To test the validity of our instruments, we explored the relationship between the T1 measures of depressed affect of both forms, which are state measures of pre-existing depression, with the BDI, which is a more trait-like measure of pre-existing depression. Across both the control and intervention groups, the baseline (T1) score on form A was significantly correlated with the BDI, r(61)=0.56, p<0.001. The baseline (T1) score on form B was also significantly correlated with the BDI, r(54)=0.73, p<0.001. Despite being state measures of depressed affect, both forms were moderately good predictors of the BDI, which supports their validity as measures of depressed affect.
The effects of age, sex, and order
Age was not significantly correlated with the T1 depression score, the T2 depression score, or the RAPM score in either the control group or the intervention group.
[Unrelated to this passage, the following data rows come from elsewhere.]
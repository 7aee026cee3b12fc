use faer::Mat;
use rustc_hash::{FxHashMap, FxHashSet};

use crate::core::data::count_matrix::check_unique;
use crate::error::{Result, ScError};

const STAGE: &str = "spatial_coordinates";

/// Positions of spatial spots
///
/// ### Fields
///
/// * `obs_ids` - Observation identifiers (same ids as the matrix columns).
/// * `grid` - Integer `(row, col)` array position of every spot. Unique.
/// * `pixel` - Continuous `(x, y)` image position of every spot.
#[derive(Clone, Debug, PartialEq)]
pub struct SpatialCoordinates {
    obs_ids: Vec<String>,
    grid: Vec<(i64, i64)>,
    pixel: Vec<(f64, f64)>,
}

impl SpatialCoordinates {
    /// Generate validated spatial coordinates
    ///
    /// ### Params
    ///
    /// * `obs_ids` - Unique observation identifiers.
    /// * `grid` - Grid positions, unique per observation.
    /// * `pixel` - Pixel positions, finite.
    pub fn new(obs_ids: Vec<String>, grid: Vec<(i64, i64)>, pixel: Vec<(f64, f64)>) -> Result<Self> {
        if obs_ids.len() != grid.len() || obs_ids.len() != pixel.len() {
            return Err(ScError::input(
                STAGE,
                format!(
                    "{} ids, {} grid positions and {} pixel positions",
                    obs_ids.len(),
                    grid.len(),
                    pixel.len()
                ),
            ));
        }
        check_unique(&obs_ids, "observation")?;

        let mut seen: FxHashSet<(i64, i64)> = FxHashSet::default();
        for (id, pos) in obs_ids.iter().zip(grid.iter()) {
            if !seen.insert(*pos) {
                return Err(ScError::input(
                    STAGE,
                    format!("grid position {:?} of `{}` is not unique", pos, id),
                ));
            }
        }
        if let Some(i) = pixel.iter().position(|(x, y)| !x.is_finite() || !y.is_finite()) {
            return Err(ScError::input(
                STAGE,
                format!("pixel position of `{}` is not finite", obs_ids[i]),
            ));
        }

        Ok(Self { obs_ids, grid, pixel })
    }

    /// Number of spots
    pub fn len(&self) -> usize {
        self.obs_ids.len()
    }

    /// Are there no spots
    pub fn is_empty(&self) -> bool {
        self.obs_ids.is_empty()
    }

    /// The observation identifiers
    pub fn obs_ids(&self) -> &[String] {
        &self.obs_ids
    }

    /// The grid positions
    pub fn grid(&self) -> &[(i64, i64)] {
        &self.grid
    }

    /// The pixel positions
    pub fn pixel(&self) -> &[(f64, f64)] {
        &self.pixel
    }

    /// Reorder (and subset) the coordinates to the given observations
    ///
    /// ### Params
    ///
    /// * `obs_ids` - Target order, typically the matrix columns.
    ///
    /// ### Returns
    ///
    /// Coordinates in the order of `obs_ids` or an error naming the first
    /// observation without coordinates.
    pub fn align_to(&self, obs_ids: &[String]) -> Result<Self> {
        let position: FxHashMap<&str, usize> = self
            .obs_ids
            .iter()
            .enumerate()
            .map(|(i, id)| (id.as_str(), i))
            .collect();

        let mut grid = Vec::with_capacity(obs_ids.len());
        let mut pixel = Vec::with_capacity(obs_ids.len());
        for id in obs_ids {
            let i = *position.get(id.as_str()).ok_or_else(|| {
                ScError::input(STAGE, format!("no coordinates for observation `{}`", id))
            })?;
            grid.push(self.grid[i]);
            pixel.push(self.pixel[i]);
        }

        Ok(Self {
            obs_ids: obs_ids.to_vec(),
            grid,
            pixel,
        })
    }

    /// Pixel positions as an `n x 2` matrix
    pub fn pixel_matrix(&self) -> Mat<f64> {
        Mat::from_fn(self.len(), 2, |i, j| if j == 0 { self.pixel[i].0 } else { self.pixel[i].1 })
    }
}
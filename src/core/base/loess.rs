use rayon::prelude::*;

use crate::error::{Result, ScError};

const STAGE: &str = "loess";

/// Pivot magnitude below which the local system counts as singular
const SINGULAR_TOL: f64 = 1e-12;

/// Results of a LOESS fit
///
/// ### Fields
///
/// * `fitted_vals` - Fitted value per input point, `NaN` for skipped points.
/// * `residuals` - `y - fitted`, `NaN` for skipped points.
/// * `valid_indices` - Sorted indices of the points that entered the fit.
#[derive(Debug, Clone)]
pub struct LoessRes {
    pub fitted_vals: Vec<f64>,
    pub residuals: Vec<f64>,
    pub valid_indices: Vec<usize>,
}

/////////////
// Helpers //
/////////////

/// Tricube kernel
#[inline]
fn tricube(u: f64) -> f64 {
    if u >= 1.0 {
        0.0
    } else {
        (1.0 - u.powi(3)).powi(3)
    }
}

/// Solve a small dense system with partial pivoting
///
/// ### Params
///
/// * `a` - Row-major `p x p` matrix, overwritten.
/// * `b` - Right hand side, overwritten.
///
/// ### Returns
///
/// The solution or `None` if the system is (numerically) singular.
fn solve_small(mut a: Vec<Vec<f64>>, mut b: Vec<f64>) -> Option<Vec<f64>> {
    let p = b.len();
    for col in 0..p {
        let pivot = (col..p).max_by(|&i, &j| a[i][col].abs().total_cmp(&a[j][col].abs()))?;
        if a[pivot][col].abs() < SINGULAR_TOL {
            return None;
        }
        a.swap(col, pivot);
        b.swap(col, pivot);
        for row in (col + 1)..p {
            let factor = a[row][col] / a[col][col];
            for k in col..p {
                a[row][k] -= factor * a[col][k];
            }
            b[row] -= factor * b[col];
        }
    }

    let mut x = vec![0.0; p];
    for row in (0..p).rev() {
        let tail: f64 = ((row + 1)..p).map(|k| a[row][k] * x[k]).sum();
        x[row] = (b[row] - tail) / a[row][row];
    }
    Some(x)
}

/// Weighted least squares polynomial evaluated at the centre
///
/// The polynomial is expressed in `x - centre`, so its value at the centre
/// is the intercept. Falls back to lower degrees if the normal equations are
/// singular and to the plain mean if all weights vanish.
fn local_polynomial(centre: f64, points: &[(f64, f64)], weights: &[f64], degree: usize) -> f64 {
    for d in (1..=degree).rev() {
        if points.len() <= d {
            continue;
        }
        let p = d + 1;
        let mut xtwx = vec![vec![0.0; p]; p];
        let mut xtwy = vec![0.0; p];
        for (&(x, y), &w) in points.iter().zip(weights) {
            if w == 0.0 {
                continue;
            }
            let dx = x - centre;
            let powers: Vec<f64> = (0..p).map(|e| dx.powi(e as i32)).collect();
            for r in 0..p {
                xtwy[r] += w * powers[r] * y;
                for c in 0..p {
                    xtwx[r][c] += w * powers[r] * powers[c];
                }
            }
        }
        if let Some(coef) = solve_small(xtwx, xtwy) {
            return coef[0];
        }
    }

    let w_sum: f64 = weights.iter().sum();
    if w_sum > 0.0 {
        points.iter().zip(weights).map(|(&(_, y), &w)| w * y).sum::<f64>() / w_sum
    } else {
        points.iter().map(|&(_, y)| y).sum::<f64>() / points.len() as f64
    }
}

/// Windows of the `k` nearest points along a sorted axis
///
/// For sorted `xs` the `k` nearest neighbours of every point form a
/// contiguous window; it only ever moves right, so one sweep finds all of
/// them. Ties prefer the left side.
///
/// ### Returns
///
/// Start index of the window for every point.
fn nearest_windows(xs: &[f64], k: usize) -> Vec<usize> {
    let n = xs.len();
    let mut start = 0;
    xs.iter()
        .map(|&x| {
            while start + k < n && (xs[start + k] - x).abs() < (x - xs[start]).abs() {
                start += 1;
            }
            start
        })
        .collect()
}

///////////
// Loess //
///////////

/// Local polynomial regression with tricube weights
#[derive(Debug, Clone)]
pub struct LoessRegression {
    span: f64,
    degree: usize,
}

impl LoessRegression {
    /// Generate a new instance of the LOESS regression
    ///
    /// ### Params
    ///
    /// * `span` - Fraction of the points used in every local fit. In `(0, 1]`.
    /// * `degree` - Degree of the local polynomial (1 or 2).
    pub fn new(span: f64, degree: usize) -> Result<Self> {
        if !(span > 0.0 && span <= 1.0) {
            return Err(ScError::config("loess_span", format!("must be in (0, 1], got {}", span)));
        }
        if !(1..=2).contains(&degree) {
            return Err(ScError::config("loess_degree", "only linear (1) and quadratic (2) supported"));
        }
        Ok(Self { span, degree })
    }

    /// Fit `y` on `x`
    ///
    /// Non-finite pairs are skipped and get a fitted value of `NaN`.
    ///
    /// ### Params
    ///
    /// * `x` - The predictor variable
    /// * `y` - The response variable
    ///
    /// ### Returns
    ///
    /// The fit results in form of a `LoessRes`
    pub fn fit(&self, x: &[f64], y: &[f64]) -> Result<LoessRes> {
        if x.len() != y.len() {
            return Err(ScError::input(
                STAGE,
                format!("x has length {}, y has length {}", x.len(), y.len()),
            ));
        }

        let n = x.len();
        let mut order: Vec<usize> = (0..n)
            .filter(|&i| x[i].is_finite() && y[i].is_finite())
            .collect();
        order.sort_by(|&a, &b| x[a].total_cmp(&x[b]).then(a.cmp(&b)));

        let mut fitted_vals = vec![f64::NAN; n];
        let mut residuals = vec![f64::NAN; n];

        if !order.is_empty() {
            let points: Vec<(f64, f64)> = order.iter().map(|&i| (x[i], y[i])).collect();
            let xs: Vec<f64> = points.iter().map(|p| p.0).collect();
            let k = ((points.len() as f64 * self.span).ceil() as usize).clamp(1, points.len());
            let windows = nearest_windows(&xs, k);

            let fits: Vec<f64> = windows
                .par_iter()
                .zip(xs.par_iter())
                .map(|(&start, &centre)| {
                    let local = &points[start..start + k];
                    let max_dist = local
                        .iter()
                        .map(|p| (p.0 - centre).abs())
                        .fold(0.0, f64::max);
                    if max_dist == 0.0 {
                        return local.iter().map(|p| p.1).sum::<f64>() / k as f64;
                    }
                    let weights: Vec<f64> = local
                        .iter()
                        .map(|p| tricube((p.0 - centre).abs() / max_dist))
                        .collect();
                    local_polynomial(centre, local, &weights, self.degree)
                })
                .collect();

            for ((&idx, fit), &(_, yi)) in order.iter().zip(fits).zip(&points) {
                fitted_vals[idx] = fit;
                residuals[idx] = yi - fit;
            }
        }

        order.sort_unstable();

        Ok(LoessRes {
            fitted_vals,
            residuals,
            valid_indices: order,
        })
    }
}

///////////
// Tests //
///////////
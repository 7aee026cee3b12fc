//! Building blocks shared by the single cell functionality: data
//! structures, sparse and dense maths, statistics and graphs.

pub mod base;
pub mod data;
pub mod graph;
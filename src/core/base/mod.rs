//! Module containing the numerical workhorses: sparse matrix maths, LOESS,
//! SVD solvers and the statistical tests.

pub mod loess;
pub mod pca_svd;
pub mod sparse_math;
pub mod stats;
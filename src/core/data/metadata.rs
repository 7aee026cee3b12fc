use rustc_hash::FxHashMap;

use crate::core::data::count_matrix::check_unique;
use crate::error::{Result, ScError};

const STAGE: &str = "metadata";

////////////////
// Structures //
////////////////

/// One column of per-observation values
#[derive(Clone, Debug, PartialEq)]
pub enum MetadataColumn {
    /// Continuous values (library size, fractions, scores, coordinates)
    Numeric(Vec<f64>),
    /// Integer values (feature counts, cluster labels, grid positions)
    Integer(Vec<i64>),
    /// Free text (annotations)
    Text(Vec<String>),
    /// Boolean flags (QC pass/fail)
    Flag(Vec<bool>),
}

impl MetadataColumn {
    /// Number of values in the column
    pub fn len(&self) -> usize {
        match self {
            MetadataColumn::Numeric(v) => v.len(),
            MetadataColumn::Integer(v) => v.len(),
            MetadataColumn::Text(v) => v.len(),
            MetadataColumn::Flag(v) => v.len(),
        }
    }

    /// Is the column empty
    pub fn is_empty(&self) -> bool {
        self.len() == 0
    }

    /// Keep the values flagged in the mask
    fn subset(&self, mask: &[bool]) -> Self {
        fn keep<T: Clone>(v: &[T], mask: &[bool]) -> Vec<T> {
            v.iter()
                .zip(mask)
                .filter(|(_, &m)| m)
                .map(|(x, _)| x.clone())
                .collect()
        }
        match self {
            MetadataColumn::Numeric(v) => MetadataColumn::Numeric(keep(v, mask)),
            MetadataColumn::Integer(v) => MetadataColumn::Integer(keep(v, mask)),
            MetadataColumn::Text(v) => MetadataColumn::Text(keep(v, mask)),
            MetadataColumn::Flag(v) => MetadataColumn::Flag(keep(v, mask)),
        }
    }
}

/// Per-observation annotations, stored column-wise
///
/// Columns are append-only: adding a column under an existing name is an
/// error, so no stage can silently overwrite the output of another one.
///
/// ### Fields
///
/// * `obs_ids` - The observation identifiers (row keys).
/// * `columns` - Named columns in insertion order.
#[derive(Clone, Debug, PartialEq)]
pub struct ObservationMetadata {
    obs_ids: Vec<String>,
    columns: Vec<(String, MetadataColumn)>,
}

impl ObservationMetadata {
    /// Generate empty metadata for the given observations
    ///
    /// ### Params
    ///
    /// * `obs_ids` - Unique observation identifiers.
    pub fn new(obs_ids: Vec<String>) -> Result<Self> {
        check_unique(&obs_ids, "observation")?;
        Ok(Self {
            obs_ids,
            columns: Vec::new(),
        })
    }

    /// Number of observations
    pub fn n_obs(&self) -> usize {
        self.obs_ids.len()
    }

    /// The observation identifiers
    pub fn obs_ids(&self) -> &[String] {
        &self.obs_ids
    }

    /// Names of all columns in insertion order
    pub fn column_names(&self) -> Vec<&str> {
        self.columns.iter().map(|(name, _)| name.as_str()).collect()
    }

    /// Does a column exist
    pub fn has_column(&self, name: &str) -> bool {
        self.columns.iter().any(|(n, _)| n == name)
    }

    /// Get a column by name
    pub fn get(&self, name: &str) -> Option<&MetadataColumn> {
        self.columns
            .iter()
            .find(|(n, _)| n == name)
            .map(|(_, column)| column)
    }

    /// Get a numeric column by name
    pub fn get_numeric(&self, name: &str) -> Option<&[f64]> {
        match self.get(name) {
            Some(MetadataColumn::Numeric(v)) => Some(v),
            _ => None,
        }
    }

    /// Get an integer column by name
    pub fn get_integer(&self, name: &str) -> Option<&[i64]> {
        match self.get(name) {
            Some(MetadataColumn::Integer(v)) => Some(v),
            _ => None,
        }
    }

    /// Add a new column
    ///
    /// ### Params
    ///
    /// * `name` - Name of the column. Must not exist yet.
    /// * `column` - The values, one per observation.
    pub fn add_column(&mut self, name: &str, column: MetadataColumn) -> Result<()> {
        if self.has_column(name) {
            return Err(ScError::input(
                STAGE,
                format!("column `{}` already exists", name),
            ));
        }
        if column.len() != self.n_obs() {
            return Err(ScError::input(
                STAGE,
                format!(
                    "column `{}` has {} values for {} observations",
                    name,
                    column.len(),
                    self.n_obs()
                ),
            ));
        }
        self.columns.push((name.to_string(), column));
        Ok(())
    }

    /// Add a numeric column
    pub fn add_numeric_column(&mut self, name: &str, values: Vec<f64>) -> Result<()> {
        self.add_column(name, MetadataColumn::Numeric(values))
    }

    /// Add an integer column
    pub fn add_integer_column(&mut self, name: &str, values: Vec<i64>) -> Result<()> {
        self.add_column(name, MetadataColumn::Integer(values))
    }

    /// Add a text column
    pub fn add_text_column(&mut self, name: &str, values: Vec<String>) -> Result<()> {
        self.add_column(name, MetadataColumn::Text(values))
    }

    /// Add a flag column
    pub fn add_flag_column(&mut self, name: &str, values: Vec<bool>) -> Result<()> {
        self.add_column(name, MetadataColumn::Flag(values))
    }

    /// Add a column given as `observation id -> value` pairs
    ///
    /// Every observation must be present exactly once.
    ///
    /// ### Params
    ///
    /// * `name` - Name of the column.
    /// * `ids` - Observation identifiers of the values.
    /// * `values` - The values.
    pub fn add_numeric_column_by_id(&mut self, name: &str, ids: &[String], values: &[f64]) -> Result<()> {
        if ids.len() != values.len() {
            return Err(ScError::input(
                STAGE,
                format!("{} ids for {} values", ids.len(), values.len()),
            ));
        }
        let position = self.index_map();
        let mut column = vec![f64::NAN; self.n_obs()];
        let mut filled = vec![false; self.n_obs()];
        for (id, &v) in ids.iter().zip(values) {
            let idx = *position.get(id.as_str()).ok_or_else(|| {
                ScError::input(STAGE, format!("unknown observation id `{}`", id))
            })?;
            if filled[idx] {
                return Err(ScError::input(STAGE, format!("duplicated observation id `{}`", id)));
            }
            filled[idx] = true;
            column[idx] = v;
        }
        if let Some(missing) = filled.iter().position(|f| !f) {
            return Err(ScError::input(
                STAGE,
                format!("no value for observation `{}`", self.obs_ids[missing]),
            ));
        }
        self.add_numeric_column(name, column)
    }

    /// Lookup from observation id to row index
    pub fn index_map(&self) -> FxHashMap<&str, usize> {
        self.obs_ids
            .iter()
            .enumerate()
            .map(|(i, id)| (id.as_str(), i))
            .collect()
    }

    /// Keep the observations flagged in the mask (all columns)
    ///
    /// ### Params
    ///
    /// * `mask` - Boolean per observation.
    pub fn subset(&self, mask: &[bool]) -> Result<Self> {
        if mask.len() != self.n_obs() {
            return Err(ScError::input(
                STAGE,
                format!("mask of length {} for {} observations", mask.len(), self.n_obs()),
            ));
        }
        let obs_ids = self
            .obs_ids
            .iter()
            .zip(mask)
            .filter(|(_, &m)| m)
            .map(|(id, _)| id.clone())
            .collect();
        let columns = self
            .columns
            .iter()
            .map(|(name, column)| (name.clone(), column.subset(mask)))
            .collect();
        Ok(Self { obs_ids, columns })
    }
}

///////////
// Tests //
///////////

#[cfg(test)]
mod tests {
    use super::*;

    fn metadata() -> ObservationMetadata {
        ObservationMetadata::new(vec!["a".into(), "b".into(), "c".into()]).unwrap()
    }

    #[test]
    fn test_columns_are_append_only() {
        let mut meta = metadata();
        meta.add_numeric_column("total_counts", vec![1.0, 2.0, 3.0]).unwrap();
        let res = meta.add_numeric_column("total_counts", vec![4.0, 5.0, 6.0]);
        assert!(matches!(res, Err(ScError::Input { .. })));
        assert_eq!(meta.get_numeric("total_counts"), Some(&[1.0, 2.0, 3.0][..]));
    }

    #[test]
    fn test_length_mismatch() {
        let mut meta = metadata();
        assert!(meta.add_integer_column("cluster", vec![0, 1]).is_err());
        assert!(!meta.has_column("cluster"));
    }

    #[test]
    fn test_duplicate_ids() {
        assert!(ObservationMetadata::new(vec!["a".into(), "a".into()]).is_err());
    }

    #[test]
    fn test_by_id_and_subset() {
        let mut meta = metadata();
        meta.add_numeric_column_by_id(
            "score",
            &["c".into(), "a".into(), "b".into()],
            &[3.0, 1.0, 2.0],
        )
        .unwrap();
        meta.add_flag_column("keep", vec![true, false, true]).unwrap();

        let sub = meta.subset(&[true, false, true]).unwrap();
        assert_eq!(sub.obs_ids(), &["a".to_string(), "c".to_string()]);
        assert_eq!(sub.get_numeric("score"), Some(&[1.0, 3.0][..]));
        assert_eq!(sub.column_names(), vec!["score", "keep"]);
    }

    #[test]
    fn test_by_id_missing_observation() {
        let mut meta = metadata();
        let res = meta.add_numeric_column_by_id("score", &["a".into(), "b".into()], &[1.0, 2.0]);
        assert!(res.is_err());
    }
}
These variables also were not affected by the sex of subjects or the order in which they took the two forms.
The baseline measure of depressed affect at T1 in the control and intervention groups
The control group's mean level of pre-existing depression at T1 was 0.29, SD=1.03 (range=−1.77 to 3.01), whereas the mean T1 score for the intervention group was −0.04, SD=0.86 (range=−1.97 to 1.58). The control group was marginally more depressed, t=1.90, df=113, p=0.06. When an outlier in the control group was removed, the groups were not significantly different from each other in their baseline level of depression, t=1.64, df=112, p>0.10. Put simply, save for the outlier in the control group, the groups were similar in their baseline level of depression. All subsequent results that we report include the outlier, but they do not change substantively if the outlier is excluded.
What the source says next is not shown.